TRY IT: Filter the records for "lock" and keep each line that has it.

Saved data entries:
*****

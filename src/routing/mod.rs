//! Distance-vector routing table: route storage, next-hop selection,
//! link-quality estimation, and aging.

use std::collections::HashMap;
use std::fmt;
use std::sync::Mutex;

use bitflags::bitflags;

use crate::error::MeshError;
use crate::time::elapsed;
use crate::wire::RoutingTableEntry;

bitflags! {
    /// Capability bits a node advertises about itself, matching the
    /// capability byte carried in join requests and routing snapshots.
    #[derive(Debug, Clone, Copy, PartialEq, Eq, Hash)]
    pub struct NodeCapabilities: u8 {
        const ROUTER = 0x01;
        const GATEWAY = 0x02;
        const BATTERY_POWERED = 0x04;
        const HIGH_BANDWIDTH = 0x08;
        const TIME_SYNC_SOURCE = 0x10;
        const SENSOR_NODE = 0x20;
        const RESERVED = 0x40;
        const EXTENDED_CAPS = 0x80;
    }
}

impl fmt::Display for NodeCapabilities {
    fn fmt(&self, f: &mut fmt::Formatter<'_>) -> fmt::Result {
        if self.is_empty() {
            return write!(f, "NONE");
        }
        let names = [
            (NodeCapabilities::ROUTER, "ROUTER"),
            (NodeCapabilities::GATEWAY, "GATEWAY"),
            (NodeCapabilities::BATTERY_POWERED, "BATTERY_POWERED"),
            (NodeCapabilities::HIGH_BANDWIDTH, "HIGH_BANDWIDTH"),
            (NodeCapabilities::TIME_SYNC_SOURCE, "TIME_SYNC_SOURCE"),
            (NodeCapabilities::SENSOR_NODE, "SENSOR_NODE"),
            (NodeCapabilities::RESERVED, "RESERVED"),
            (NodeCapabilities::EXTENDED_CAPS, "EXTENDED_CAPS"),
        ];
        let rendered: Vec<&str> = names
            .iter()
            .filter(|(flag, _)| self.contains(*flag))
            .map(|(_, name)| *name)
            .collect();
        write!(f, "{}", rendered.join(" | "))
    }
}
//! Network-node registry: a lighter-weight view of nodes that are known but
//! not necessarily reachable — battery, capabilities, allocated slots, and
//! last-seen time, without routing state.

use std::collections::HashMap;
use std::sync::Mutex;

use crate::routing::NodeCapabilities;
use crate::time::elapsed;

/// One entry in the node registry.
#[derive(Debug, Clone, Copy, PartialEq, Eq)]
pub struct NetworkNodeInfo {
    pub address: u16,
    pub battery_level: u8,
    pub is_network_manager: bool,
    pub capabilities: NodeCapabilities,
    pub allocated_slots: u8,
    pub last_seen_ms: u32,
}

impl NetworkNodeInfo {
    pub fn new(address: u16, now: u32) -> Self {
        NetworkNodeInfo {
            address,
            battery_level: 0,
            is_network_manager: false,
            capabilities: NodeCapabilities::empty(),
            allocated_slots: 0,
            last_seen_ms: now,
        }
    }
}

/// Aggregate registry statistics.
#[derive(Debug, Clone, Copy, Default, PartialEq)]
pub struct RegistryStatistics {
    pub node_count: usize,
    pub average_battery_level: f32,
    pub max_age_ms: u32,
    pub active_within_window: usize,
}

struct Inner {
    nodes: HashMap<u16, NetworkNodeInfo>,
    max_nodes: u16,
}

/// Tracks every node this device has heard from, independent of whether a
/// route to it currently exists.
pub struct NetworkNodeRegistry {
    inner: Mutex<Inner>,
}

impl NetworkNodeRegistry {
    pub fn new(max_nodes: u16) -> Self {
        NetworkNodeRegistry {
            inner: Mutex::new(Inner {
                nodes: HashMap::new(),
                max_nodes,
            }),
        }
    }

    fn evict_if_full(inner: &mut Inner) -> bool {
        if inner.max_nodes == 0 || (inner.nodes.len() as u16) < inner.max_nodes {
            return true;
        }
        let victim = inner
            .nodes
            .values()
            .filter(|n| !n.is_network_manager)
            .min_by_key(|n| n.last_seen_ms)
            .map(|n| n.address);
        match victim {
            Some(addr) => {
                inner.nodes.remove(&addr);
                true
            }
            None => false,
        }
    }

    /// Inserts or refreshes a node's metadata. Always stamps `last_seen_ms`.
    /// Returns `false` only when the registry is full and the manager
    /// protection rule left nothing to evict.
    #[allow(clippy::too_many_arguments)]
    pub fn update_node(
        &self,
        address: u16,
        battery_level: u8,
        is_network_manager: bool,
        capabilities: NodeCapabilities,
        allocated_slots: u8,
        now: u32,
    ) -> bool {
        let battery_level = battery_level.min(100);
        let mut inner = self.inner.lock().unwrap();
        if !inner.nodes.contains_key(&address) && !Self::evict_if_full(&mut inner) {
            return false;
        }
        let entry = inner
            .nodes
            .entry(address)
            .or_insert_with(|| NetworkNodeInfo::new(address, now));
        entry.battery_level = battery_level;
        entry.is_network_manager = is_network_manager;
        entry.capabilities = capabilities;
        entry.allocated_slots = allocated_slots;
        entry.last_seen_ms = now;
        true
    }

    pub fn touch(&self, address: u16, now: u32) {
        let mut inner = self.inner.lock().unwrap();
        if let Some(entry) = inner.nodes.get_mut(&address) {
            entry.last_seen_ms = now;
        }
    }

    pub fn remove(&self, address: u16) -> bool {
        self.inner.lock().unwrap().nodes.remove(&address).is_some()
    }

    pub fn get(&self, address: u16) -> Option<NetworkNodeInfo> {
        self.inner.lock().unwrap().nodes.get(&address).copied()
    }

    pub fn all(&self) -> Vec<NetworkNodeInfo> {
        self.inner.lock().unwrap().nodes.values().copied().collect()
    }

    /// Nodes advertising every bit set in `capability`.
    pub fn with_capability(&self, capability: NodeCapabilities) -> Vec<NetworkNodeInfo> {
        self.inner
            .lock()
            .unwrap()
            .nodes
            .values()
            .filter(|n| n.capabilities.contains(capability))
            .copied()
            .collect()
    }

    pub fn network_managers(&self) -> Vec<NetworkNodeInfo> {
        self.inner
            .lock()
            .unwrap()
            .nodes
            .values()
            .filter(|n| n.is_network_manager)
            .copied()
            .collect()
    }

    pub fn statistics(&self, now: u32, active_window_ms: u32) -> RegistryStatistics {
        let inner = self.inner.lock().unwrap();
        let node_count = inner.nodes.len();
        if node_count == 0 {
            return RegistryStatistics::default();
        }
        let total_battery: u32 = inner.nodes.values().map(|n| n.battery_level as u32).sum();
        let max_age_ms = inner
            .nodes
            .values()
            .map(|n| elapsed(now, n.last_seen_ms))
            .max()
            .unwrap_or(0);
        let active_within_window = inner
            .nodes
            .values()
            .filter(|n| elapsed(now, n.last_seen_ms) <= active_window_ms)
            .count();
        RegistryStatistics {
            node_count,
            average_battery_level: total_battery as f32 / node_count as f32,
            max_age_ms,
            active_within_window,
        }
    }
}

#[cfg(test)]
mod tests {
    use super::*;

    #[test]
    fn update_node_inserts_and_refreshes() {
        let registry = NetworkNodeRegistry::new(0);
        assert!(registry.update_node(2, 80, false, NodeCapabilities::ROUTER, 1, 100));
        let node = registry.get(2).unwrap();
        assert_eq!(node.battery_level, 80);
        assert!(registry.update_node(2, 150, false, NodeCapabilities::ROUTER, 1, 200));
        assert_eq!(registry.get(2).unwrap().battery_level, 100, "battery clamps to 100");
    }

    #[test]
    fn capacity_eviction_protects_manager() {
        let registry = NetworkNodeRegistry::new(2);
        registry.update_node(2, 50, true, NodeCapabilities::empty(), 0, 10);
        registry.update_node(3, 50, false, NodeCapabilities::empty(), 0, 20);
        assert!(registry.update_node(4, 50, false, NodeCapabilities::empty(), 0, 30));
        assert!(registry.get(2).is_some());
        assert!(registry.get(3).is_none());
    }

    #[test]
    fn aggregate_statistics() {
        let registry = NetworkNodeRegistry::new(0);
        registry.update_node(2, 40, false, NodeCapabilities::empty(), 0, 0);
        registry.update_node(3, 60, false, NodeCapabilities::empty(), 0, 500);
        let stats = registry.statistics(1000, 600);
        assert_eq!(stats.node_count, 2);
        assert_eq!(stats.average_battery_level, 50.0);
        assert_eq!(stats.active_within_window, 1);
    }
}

*****

SOLUTION:
        let mut inner = self.inner.lock().unwrap();
        let mut inner = self.inner.lock().unwrap();
        self.inner.lock().unwrap().nodes.remove(&address).is_some()
        self.inner.lock().unwrap().nodes.get(&address).copied()
        self.inner.lock().unwrap().nodes.values().copied().collect()
            .lock()
            .lock()
        let inner = self.inner.lock().unwrap();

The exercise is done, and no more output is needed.